-- Your assignment --
Extract, from the records beneath this instruction, each line that contains the word "resolved".

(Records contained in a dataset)
_____
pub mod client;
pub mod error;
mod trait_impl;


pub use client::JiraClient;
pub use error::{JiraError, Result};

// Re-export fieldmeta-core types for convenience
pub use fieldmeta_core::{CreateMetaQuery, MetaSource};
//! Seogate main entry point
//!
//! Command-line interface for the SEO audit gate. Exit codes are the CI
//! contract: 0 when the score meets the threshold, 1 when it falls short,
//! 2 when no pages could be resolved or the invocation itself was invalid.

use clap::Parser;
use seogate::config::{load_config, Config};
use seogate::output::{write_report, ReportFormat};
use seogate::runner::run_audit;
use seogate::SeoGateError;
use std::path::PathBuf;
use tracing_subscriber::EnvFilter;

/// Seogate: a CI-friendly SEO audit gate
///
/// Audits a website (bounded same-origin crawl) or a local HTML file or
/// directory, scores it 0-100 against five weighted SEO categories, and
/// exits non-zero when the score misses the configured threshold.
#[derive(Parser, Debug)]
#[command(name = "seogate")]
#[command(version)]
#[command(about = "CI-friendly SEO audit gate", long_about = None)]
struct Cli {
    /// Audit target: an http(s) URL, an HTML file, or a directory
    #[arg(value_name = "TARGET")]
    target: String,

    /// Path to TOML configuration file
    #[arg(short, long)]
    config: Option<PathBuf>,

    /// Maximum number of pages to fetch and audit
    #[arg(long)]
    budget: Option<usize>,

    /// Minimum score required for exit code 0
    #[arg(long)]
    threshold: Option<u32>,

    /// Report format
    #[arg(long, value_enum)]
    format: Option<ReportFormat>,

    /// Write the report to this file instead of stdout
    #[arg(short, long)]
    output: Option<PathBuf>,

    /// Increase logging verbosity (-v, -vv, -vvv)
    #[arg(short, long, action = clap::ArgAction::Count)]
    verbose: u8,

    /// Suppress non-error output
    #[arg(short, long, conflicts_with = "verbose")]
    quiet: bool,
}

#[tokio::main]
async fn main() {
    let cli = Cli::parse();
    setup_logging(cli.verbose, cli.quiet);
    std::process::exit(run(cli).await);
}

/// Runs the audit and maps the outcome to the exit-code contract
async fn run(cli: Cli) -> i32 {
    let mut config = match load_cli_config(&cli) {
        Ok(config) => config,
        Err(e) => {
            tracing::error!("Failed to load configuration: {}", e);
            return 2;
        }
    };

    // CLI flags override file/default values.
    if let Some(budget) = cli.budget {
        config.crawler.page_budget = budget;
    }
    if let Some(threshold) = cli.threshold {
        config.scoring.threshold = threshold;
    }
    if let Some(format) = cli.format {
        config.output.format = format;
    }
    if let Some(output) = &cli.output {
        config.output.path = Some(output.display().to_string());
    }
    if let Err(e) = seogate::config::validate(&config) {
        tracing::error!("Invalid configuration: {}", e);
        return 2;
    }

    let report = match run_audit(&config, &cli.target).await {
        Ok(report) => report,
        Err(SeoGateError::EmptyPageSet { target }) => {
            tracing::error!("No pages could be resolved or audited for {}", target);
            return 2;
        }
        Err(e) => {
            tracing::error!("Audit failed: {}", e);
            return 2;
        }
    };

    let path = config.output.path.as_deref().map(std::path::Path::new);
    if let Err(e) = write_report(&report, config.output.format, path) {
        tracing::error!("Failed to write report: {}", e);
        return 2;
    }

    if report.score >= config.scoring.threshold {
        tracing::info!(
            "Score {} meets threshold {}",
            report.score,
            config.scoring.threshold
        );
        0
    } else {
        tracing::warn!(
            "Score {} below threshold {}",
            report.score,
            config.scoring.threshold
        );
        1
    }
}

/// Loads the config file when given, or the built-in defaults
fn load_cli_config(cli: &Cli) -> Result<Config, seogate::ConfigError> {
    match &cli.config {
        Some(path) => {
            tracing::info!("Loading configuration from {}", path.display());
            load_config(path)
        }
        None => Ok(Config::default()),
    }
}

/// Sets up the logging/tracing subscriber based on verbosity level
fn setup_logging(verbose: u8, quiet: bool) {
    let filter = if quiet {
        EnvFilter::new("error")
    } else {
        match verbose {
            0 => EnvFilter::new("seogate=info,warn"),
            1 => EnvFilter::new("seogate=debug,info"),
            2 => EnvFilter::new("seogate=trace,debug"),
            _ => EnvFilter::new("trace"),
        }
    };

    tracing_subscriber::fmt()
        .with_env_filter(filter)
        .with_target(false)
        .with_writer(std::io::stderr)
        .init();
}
_____
-- Expected answer --
//! 2 when no pages could be resolved or the invocation itself was invalid.
            tracing::error!("No pages could be resolved or audited for {}", target);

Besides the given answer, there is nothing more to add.